Solid-state drives (SSDs) are widely used in storage systems. However, algorithms adopted by existing operating systems generally consider the underlying devices as hard disks, and thus are rarely optimized for SSDs. In this paper, we focus on a classical research issue, the cache replacement policy, and design a new policy by taking the parallelism of SSDs into account. A typical SSD contains several parallel channels. Some channels contain more hot data, thus are busy with read requests. The other channels may only contain cold data. So, workloads among these channels may be unbalanced. Requests issued to busy channels may take a while to address, whereas requests issued to idle channels may be served rapidly.

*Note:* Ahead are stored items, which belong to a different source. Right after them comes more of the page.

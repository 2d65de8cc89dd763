pub const MARKER: &str = "**Amazing Prompt:**";

pub const PROMPT_TEMPLATE: &str = r#"
As an expert image prompt engineer, your task is to take a simple idea and transform it into a highly detailed, creative, and effective prompt for a state-of-the-art AI image generator.

**Instructions:**
- Expand the simple idea into a complex, descriptive prompt.
- Include specific details about lighting, style, camera angle, and mood.
- The final output should be a single, continuous sentence.
- Start the final prompt with the phrase "**Amazing Prompt:**"

**Simple Idea:** {idea}
"#;

pub const NEGATIVE_PROMPTS: &[&str] = &[
    "blurry, malformed, deformed, bad anatomy, ugly, low quality, cartoon, simple, out of frame, watermark, text",
];

pub fn build_instruction(idea: &str) -> String {
    PROMPT_TEMPLATE.replace("{idea}", idea)
}

/// Text after the last marker, trimmed. Falls back to the whole trimmed text.
pub fn extract_prompt(raw: &str) -> &str {
    let trimmed = raw.trim();
    match trimmed.rfind(MARKER) {
        Some(idx) => trimmed[idx + MARKER.len()..].trim(),
        None => trimmed,
    }
}
impl<'m> ConstantEvaluator<'m> {
    /// An evaluator with strict defaults
    pub fn new(model: &'m SourceModel) -> Self {
        Self::with_options(model, EvalOptions::default())
    }

    pub fn with_options(model: &'m SourceModel, options: EvalOptions) -> Self {
        Self { model, options }
    }

    pub fn options(&self) -> EvalOptions {
        self.options
    }

    /// Fold an expression to a constant, or nothing if it does not fold
    pub fn evaluate(&self, expr: &Expression) -> Option<Value> {
        match expr {
            Expression::Literal { value, .. } => Some(value.clone()),

            Expression::UnaryOp { op, operand, .. } => {
                let operand = self.evaluate(operand)?;
                ops::apply_unary(*op, &operand)
            }

            Expression::BinaryOp { op, left, right, .. } => {
                let left = self.evaluate(left);
                let right = self.evaluate(right);
                self.fold_binary(*op, left, right)
            }

            Expression::Polyadic { op, operands, .. } => {
                let mut iter = operands.iter();
                let mut acc = self.evaluate(iter.next()?);
                for operand in iter {
                    acc = self.fold_binary(*op, acc, self.evaluate(operand));
                }
                acc
            }

            Expression::StringTemplate { parts, .. } => self.evaluate_template(parts),

            Expression::Conditional {
                condition,
                then_expr,
                else_expr,
                ..
            } => match self.evaluate(condition)? {
                // only the taken branch is ever visited
                Value::Bool(true) => self.evaluate(then_expr),
                Value::Bool(false) => else_expr.as_deref().and_then(|e| self.evaluate(e)),
                _ => None,
            },

            Expression::Paren { expr, .. } => self.evaluate(expr),

            Expression::Cast { operand, target, .. } => {
                let operand = self.evaluate(operand)?;
                cast_value(operand, target)
            }

            Expression::VarRef { decl, .. } => {
                let declaration = self.model.declaration(*decl)?;
                if declaration.is_field() {
                    self.evaluate_field_ref(declaration, expr)
                } else {
                    self.evaluate_local_ref(declaration, expr)
                }
            }

            Expression::MemberAccess { object, field, .. } => {
                if field != "length" && field != "size" {
                    return None;
                }
                let object = self.evaluate(object)?;
                let size = object.array_size()?;
                Some(Value::Int(size as i32))
            }

            Expression::NewArray {
                element,
                length,
                dimensions,
                ..
            } => {
                let length = self.evaluate(length)?.as_i32()?;
                if length < 0 {
                    return None;
                }
                Some(arrays::fresh_array(*element, length as usize, *dimensions))
            }

            Expression::ArrayInitializer { element, elements, .. } => {
                // the cap check comes before any element folds, so the
                // element count also bounds evaluation cost
                if elements.len() >= arrays::MAX_INITIALIZER_ELEMENTS {
                    return Some(Value::Array(ArrayValue::Reference {
                        kind: *element,
                        length: elements.len(),
                        dimensions: 1,
                    }));
                }
                let evaluated: Vec<_> = elements.iter().map(|e| self.evaluate(e)).collect();
                arrays::array_from_initializer(*element, evaluated, self.options.allow_unknown)
            }

            Expression::Call { name, args, .. } => {
                match ARRAY_CONSTRUCTORS.get(name.as_str())? {
                    ArrayIdiom::Initializer(declared) => {
                        if args.len() >= arrays::MAX_INITIALIZER_ELEMENTS {
                            return Some(Value::Array(ArrayValue::Reference {
                                kind: declared.unwrap_or(ElementKind::Object),
                                length: args.len(),
                                dimensions: 1,
                            }));
                        }
                        let evaluated: Vec<_> = args.iter().map(|e| self.evaluate(e)).collect();
                        let kind = declared.unwrap_or_else(|| arrays::infer_kind(&evaluated));
                        arrays::array_from_initializer(kind, evaluated, self.options.allow_unknown)
                    }
                    ArrayIdiom::Sized(kind) => {
                        if args.len() != 1 {
                            return None;
                        }
                        let length = self.evaluate(&args[0])?.as_i32()?;
                        if length < 0 {
                            return None;
                        }
                        Some(arrays::fresh_array(*kind, length as usize, 1))
                    }
                }
            }

            Expression::Index { array, index, .. } => {
                let index = self.evaluate(index)?.as_i32()?;
                if index < 0 {
                    return None;
                }
                match self.evaluate(array)? {
                    Value::Array(ArrayValue::Materialized { elements, .. }) => {
                        elements.get(index as usize).cloned()
                    }
                    _ => None,
                }
            }
        }
    }

    /// Fold an expression and return it only if it is a string
    pub fn evaluate_string(&self, expr: &Expression) -> Option<String> {
        match self.evaluate(expr)? {
            Value::String(s) => Some(s),
            _ => None,
        }
    }

    fn fold_binary(
        &self,
        op: BinaryOperator,
        left: Option<Value>,
        right: Option<Value>,
    ) -> Option<Value> {
        match (left, right) {
            (Some(left), Some(right)) => ops::apply_binary(op, &left, &right),
            // with allow_unknown a lone known operand passes through,
            // which keeps partial string concatenations readable
            (Some(known), None) | (None, Some(known)) if self.options.allow_unknown => {
                trace!(?op, "unknown operand, passing known side through");
                Some(known)
            }
            _ => None,
        }
    }

    fn evaluate_template(&self, parts: &[Expression]) -> Option<Value> {
        match parts {
            // an empty template is the empty string
            [] => Some(Value::String(String::new())),
            // a single part is returned as-is, string or not
            [part] => self.evaluate(part),
            _ => {
                let mut out = String::new();
                for part in parts {
                    match self.evaluate(part) {
                        Some(value) => out.push_str(&value.to_string()),
                        None if self.options.allow_unknown => continue,
                        None => return None,
                    }
                }
                Some(Value::String(out))
            }
        }
    }

    fn evaluate_field_ref(&self, decl: &Declaration, usage: &Expression) -> Option<Value> {
        // a compiler-computed constant wins outright
        if let Some(value) = &decl.constant_value {
            return Some(value.clone());
        }

        let immutable = matches!(
            decl.kind,
            DeclKind::Field {
                is_static: true,
                is_final: true,
            }
        );
        if !immutable && !self.options.allow_field_initializers {
            return None;
        }
        let initializer = decl.initializer.as_ref()?;
        if self.surrounded_by_variable_check(usage, decl.id) {
            return None;
        }
        self.evaluate(initializer)
    }

    fn evaluate_local_ref(&self, decl: &Declaration, usage: &Expression) -> Option<Value> {
        match find_last_value(self.model, decl.id, usage, self) {
            Some(AssignedValue::Known(value)) => {
                if self.surrounded_by_variable_check(usage, decl.id) {
                    return None;
                }
                Some(value)
            }
            // reassigned on some path: the initializer must not be trusted
            Some(AssignedValue::AssignedButUnknown) => None,
            None => {
                let initializer = decl.initializer.as_ref()?;
                if self.surrounded_by_variable_check(usage, decl.id) {
                    return None;
                }
                self.evaluate(initializer)
            }
        }
    }

    /// Heuristic guard against folding across validation idioms: a
    /// reference inside the body of a conditional that tests the same
    /// variable (`if (x > MAX) { use(x); }`) does not fold. References
    /// inside the tested condition itself are exempt. This trades recall
    /// for precision and is deliberately isolated so it can be tuned.
    fn surrounded_by_variable_check(&self, usage: &Expression, variable: DeclId) -> bool {
        let Some(body) = self.model.enclosing_body(usage.id()) else {
            return false;
        };
        let Some(guards) = self.guards_in_block(&body.block, usage.id()) else {
            return false;
        };
        let suppressed = guards
            .iter()
            .any(|g| !g.in_condition && g.condition.references(variable));
        if suppressed {
            trace!(?variable, "reference guarded by a check on the same variable");
        }
        suppressed
    }

    fn guards_in_block(
        &self,
        block: &'m Block,
        target: NodeId,
    ) -> Option<Vec<Guard<'m>>> {
        block
            .statements
            .iter()
            .find_map(|stmt| self.guards_in_stmt(stmt, target))
    }

    fn guards_in_stmt(
        &self,
        stmt: &'m Statement,
        target: NodeId,
    ) -> Option<Vec<Guard<'m>>> {
        match stmt {
            Statement::Declaration { decl, .. } => {
                let init = self.model.declaration(*decl)?.initializer.as_ref()?;
                guards_in_expr(init, target)
            }
            Statement::Assignment { value, .. } => guards_in_expr(value, target),
            Statement::Expression { expr, .. } => guards_in_expr(expr, target),
            Statement::If {
                condition,
                then_block,
                else_block,
                ..
            } => {
                if let Some(mut guards) = guards_in_expr(condition, target) {
                    guards.push(Guard {
                        condition,
                        in_condition: true,
                    });
                    return Some(guards);
                }
                let from_branch = self.guards_in_block(then_block, target).or_else(|| {
                    else_block
                        .as_ref()
                        .and_then(|b| self.guards_in_block(b, target))
                })?;
                let mut guards = from_branch;
                guards.push(Guard {
                    condition,
                    in_condition: false,
                });
                Some(guards)
            }
            // loops and switches are not counted as guards
            Statement::While { condition, body, .. } => guards_in_expr(condition, target)
                .or_else(|| self.guards_in_block(body, target)),
            Statement::For { condition, body, .. } => condition
                .as_ref()
                .and_then(|c| guards_in_expr(c, target))
                .or_else(|| self.guards_in_block(body, target)),
            Statement::Switch { scrutinee, arms, .. } => {
                guards_in_expr(scrutinee, target).or_else(|| {
                    arms.iter().find_map(|arm| {
                        arm.labels
                            .iter()
                            .find_map(|l| guards_in_expr(l, target))
                            .or_else(|| self.guards_in_block(&arm.body, target))
                    })
                })
            }
            Statement::Block { block, .. } => self.guards_in_block(block, target),
            Statement::Return { value, .. } => {
                value.as_ref().and_then(|v| guards_in_expr(v, target))
            }
        }
    }
}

We design a new cache replacement policy for read data, which considers the unbalanced workloads among channels. The policy gives higher priority to evicting pages from idle channels because they are more easily retrieved. On the other hand, pages from busy channels are protected. In this manner, the average latency for obtaining pages is reduced. However, SSDs are black boxes, with operating systems are blind to the channel from which a page comes. Therefore, we propose a simple scheme that determines whether a page is from a busy or an idle channel. The scheme monitor the page requests issued to the underlying storage device. When a page request is returned, and many page requests issued earlier than it have not been returned, the page is assumed to be from an idle channel. We compare our cache replacement policy with others via trace-driven simulations. The performance is measured in terms of average response time. Comparison candidates include LRU, ARC and the policy adopted by Linux. The experimental results show that our policy outperforms the other policies on most traces when workloads among channels are unbalanced.